• [YOUR OBJECTIVE]: Only the lines with "kept" in them need to be copied from the listing.

• [RECORDS FOR THIS TASK]:
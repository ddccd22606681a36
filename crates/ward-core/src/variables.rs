// SPDX-License-Identifier: PolyForm-Noncommercial-1.0.0
// Copyright (c) 2025 Sylvex. All rights reserved.

//! Variable store for group and user metadata.
//!
//! Variables are the `info` section of a group or user: an ordered mapping
//! of names to strings, integers, floats or booleans. Insertion order is
//! kept so documents are written back in the order they were read.

use std::fmt;

use serde::{Deserialize, Serialize};

/// Variable name for the chat prefix of a group.
pub const PREFIX: &str = "prefix";

/// Variable name for the chat suffix of a group.
pub const SUFFIX: &str = "suffix";

/// Variable name for the build flag of a group.
pub const BUILD: &str = "build";

// =============================================================================
// VariableValue
// =============================================================================

/// A single variable value.
#[derive(Debug, Clone, PartialEq, Serialize, Deserialize)]
#[serde(untagged)]
pub enum VariableValue {
    /// Boolean value.
    Bool(bool),
    /// Integer value.
    Int(i64),
    /// Floating point value.
    Float(f64),
    /// Text value.
    Text(String),
}

impl VariableValue {
    /// Returns the value as a boolean.
    ///
    /// Text is interpreted case-insensitively, so `"TRUE"` is `true`.
    pub fn as_bool(&self) -> Option<bool> {
        match self {
            VariableValue::Bool(b) => Some(*b),
            VariableValue::Text(s) => match s.trim().to_ascii_lowercase().as_str() {
                "true" => Some(true),
                "false" => Some(false),
                _ => None,
            },
            _ => None,
        }
    }

    /// Returns the value as an integer.
    pub fn as_int(&self) -> Option<i64> {
        match self {
            VariableValue::Int(i) => Some(*i),
            VariableValue::Float(f) if f.fract() == 0.0 => Some(*f as i64),
            VariableValue::Text(s) => s.trim().parse().ok(),
            _ => None,
        }
    }

    /// Returns the value as a float.
    pub fn as_float(&self) -> Option<f64> {
        match self {
            VariableValue::Float(f) => Some(*f),
            VariableValue::Int(i) => Some(*i as f64),
            VariableValue::Text(s) => s.trim().parse().ok(),
            _ => None,
        }
    }

    /// Returns the value as text. Every kind has a text form.
    pub fn as_text(&self) -> String {
        self.to_string()
    }
}

impl fmt::Display for VariableValue {
    fn fmt(&self, f: &mut fmt::Formatter<'_>) -> fmt::Result {
        match self {
            VariableValue::Bool(b) => write!(f, "{}", b),
            VariableValue::Int(i) => write!(f, "{}", i),
            VariableValue::Float(v) => write!(f, "{}", v),
            VariableValue::Text(s) => f.write_str(s),
        }
    }
}

impl From<bool> for VariableValue {
    fn from(v: bool) -> Self {
        VariableValue::Bool(v)
    }
}

impl From<i64> for VariableValue {
    fn from(v: i64) -> Self {
        VariableValue::Int(v)
    }
}

impl From<f64> for VariableValue {
    fn from(v: f64) -> Self {
        VariableValue::Float(v)
    }
}

impl From<&str> for VariableValue {
    fn from(v: &str) -> Self {
        VariableValue::Text(v.to_string())
    }
}

impl From<String> for VariableValue {
    fn from(v: String) -> Self {
        VariableValue::Text(v)
    }
}

// =============================================================================
// VariableStore
// =============================================================================

/// Ordered mapping of variable names to values.
///
/// Names are matched case-insensitively; the first spelling is kept.
#[derive(Debug, Clone, Default, PartialEq)]
pub struct VariableStore {
    entries: Vec<(String, VariableValue)>,
}

impl VariableStore {
    /// Creates an empty store.
    pub fn new() -> Self {
        Self::default()
    }

    /// Creates the store a new group starts with.
    pub fn group_defaults() -> Self {
        let mut store = Self::new();
        store.set(PREFIX, "");
        store.set(SUFFIX, "");
        store.set(BUILD, false);
        store
    }

    fn position(&self, name: &str) -> Option<usize> {
        self.entries
            .iter()
            .position(|(key, _)| key.eq_ignore_ascii_case(name))
    }

    /// Sets a variable, keeping its position if it already exists.
    pub fn set(&mut self, name: impl Into<String>, value: impl Into<VariableValue>) {
        let name = name.into();
        let value = value.into();
        match self.position(&name) {
            Some(index) => self.entries[index].1 = value,
            None => self.entries.push((name, value)),
        }
    }

    /// Removes a variable, returning its value.
    pub fn remove(&mut self, name: &str) -> Option<VariableValue> {
        self.position(name).map(|index| self.entries.remove(index).1)
    }

    /// Returns the raw value of a variable.
    pub fn get(&self, name: &str) -> Option<&VariableValue> {
        self.position(name).map(|index| &self.entries[index].1)
    }

    /// Returns `true` if the variable is set.
    pub fn contains(&self, name: &str) -> bool {
        self.position(name).is_some()
    }

    /// Returns a boolean variable.
    pub fn get_bool(&self, name: &str) -> Option<bool> {
        self.get(name).and_then(VariableValue::as_bool)
    }

    /// Returns an integer variable.
    pub fn get_int(&self, name: &str) -> Option<i64> {
        self.get(name).and_then(VariableValue::as_int)
    }

    /// Returns a float variable.
    pub fn get_float(&self, name: &str) -> Option<f64> {
        self.get(name).and_then(VariableValue::as_float)
    }

    /// Returns a variable in text form.
    pub fn get_text(&self, name: &str) -> Option<String> {
        self.get(name).map(VariableValue::as_text)
    }

    /// Returns a boolean variable or `default`.
    pub fn get_bool_or(&self, name: &str, default: bool) -> bool {
        self.get_bool(name).unwrap_or(default)
    }

    /// Returns an integer variable or `default`.
    pub fn get_int_or(&self, name: &str, default: i64) -> i64 {
        self.get_int(name).unwrap_or(default)
    }

    /// Returns a float variable or `default`.
    pub fn get_float_or(&self, name: &str, default: f64) -> f64 {
        self.get_float(name).unwrap_or(default)
    }

    /// Returns a text variable or `default`.
    pub fn get_text_or(&self, name: &str, default: &str) -> String {
        self.get_text(name).unwrap_or_else(|| default.to_string())
    }

    /// Merges `other` into this store; values from `other` win.
    pub fn merge(&mut self, other: &VariableStore) {
        for (name, value) in &other.entries {
            self.set(name.clone(), value.clone());
        }
    }

    /// Iterates over variables in insertion order.
    pub fn iter(&self) -> impl Iterator<Item = (&str, &VariableValue)> {
        self.entries.iter().map(|(k, v)| (k.as_str(), v))
    }

    /// Returns the number of variables.
    pub fn len(&self) -> usize {
        self.entries.len()
    }

    /// Returns `true` if no variable is set.
    pub fn is_empty(&self) -> bool {
        self.entries.is_empty()
    }
}

// =============================================================================
// Tests
// =============================================================================
// SPDX-License-Identifier: PolyForm-Noncommercial-1.0.0
// Copyright (c) 2025 Sylvex. All rights reserved.

//! CLI command implementations.

mod check;
mod sync;
mod validate;
mod version;

pub use check::check;
pub use sync::{purge, sync};
pub use validate::validate;
pub use version::version;

use ward_config::WardConfig;
use ward_registry::{ScopeRegistry, ScopeRegistryBuilder};

use crate::cli::{Cli, Commands, LogFormat};
use crate::error::{BinError, BinResult};
use crate::logging::init_logging;

/// Executes the command selected on the command line.
///
/// Logging is initialized here, after the configuration is read, so the
/// configured level applies when no flag overrides it.
pub fn execute(cli: Cli) -> BinResult<()> {
    if let Commands::Version = cli.command {
        init_logging(
            cli.effective_log_level("warn"),
            cli.log_format.unwrap_or_default(),
        );
        return version::version(&cli);
    }

    let config = load_config(&cli)?;
    let format = cli
        .log_format
        .unwrap_or_else(|| LogFormat::from(config.logging.format));
    init_logging(cli.effective_log_level(config.logging.level.as_str()), format);

    match cli.command.clone() {
        Commands::Validate(args) => validate::validate(&cli, &config, args),
        Commands::Check(args) => check::check(&config, args),
        Commands::Sync(args) => sync::sync(&config, args),
        Commands::Purge(args) => sync::purge(&config, args),
        Commands::Version => version::version(&cli),
    }
}

/// Reads the configuration file named on the command line.
pub fn load_config(cli: &Cli) -> BinResult<WardConfig> {
    if !cli.config.exists() {
        return Err(BinError::config(format!(
            "Configuration file not found: {}",
            cli.config.display()
        )));
    }
    Ok(ward_config::load_config(&cli.config)?)
}

/// Builds the registry and loads the data tree.
pub fn open_registry(config: &WardConfig) -> BinResult<ScopeRegistry> {
    let registry = ScopeRegistryBuilder::from_config(config)?.build()?;
    registry
        .reset()
        .map_err(|e| BinError::from(e).with_context("Failed to load data tree"))?;
    Ok(registry)
}

// =============================================================================
// Tests
// =============================================================================

#[cfg(test)]
mod tests {
    use super::*;
    use clap::Parser;
    use std::fs;

    fn cli_for(dir: &tempfile::TempDir, args: &[&str]) -> Cli {
        let config = dir.path().join("ward.yaml");
        fs::write(
            &config,
            "data:\n  root: data\nscopes:\n  default: world\n  active: [world]\n",
        )
        .unwrap();
        let mut argv = vec!["ward", "-c", config.to_str().unwrap(), "-q"];
        argv.extend_from_slice(args);
        Cli::parse_from(argv)
    }

    #[test]
    fn test_missing_config_file() {
        let cli = Cli::parse_from(["ward", "-c", "/nonexistent/ward.yaml", "sync"]);
        let err = execute(cli).unwrap_err();
        assert_eq!(err.exit_code(), 1);
    }

    #[test]
    fn test_validate_creates_templates() {
        let dir = tempfile::tempdir().unwrap();
        execute(cli_for(&dir, &["validate"])).unwrap();
        assert!(dir.path().join("data/scopes/world/groups.yml").exists());
        assert!(dir.path().join("data/GlobalGroups.yml").exists());
    }

    #[test]
    fn test_check_denied_permission() {
        let dir = tempfile::tempdir().unwrap();
        let err = execute(cli_for(&dir, &["check", "world", "steve", "fly"])).unwrap_err();
        assert!(matches!(err, BinError::PermissionDenied { .. }));
        assert_eq!(err.exit_code(), 6);

        execute(cli_for(&dir, &["check", "world", "steve"])).unwrap();
    }

    #[test]
    fn test_purge_on_fresh_tree() {
        let dir = tempfile::tempdir().unwrap();
        execute(cli_for(&dir, &["purge"])).unwrap();
        execute(cli_for(&dir, &["sync", "--force"])).unwrap();
    }
}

• [RESPONSE BOX]:
//! kept so documents are written back in the order they were read.
/// Names are matched case-insensitively; the first spelling is kept.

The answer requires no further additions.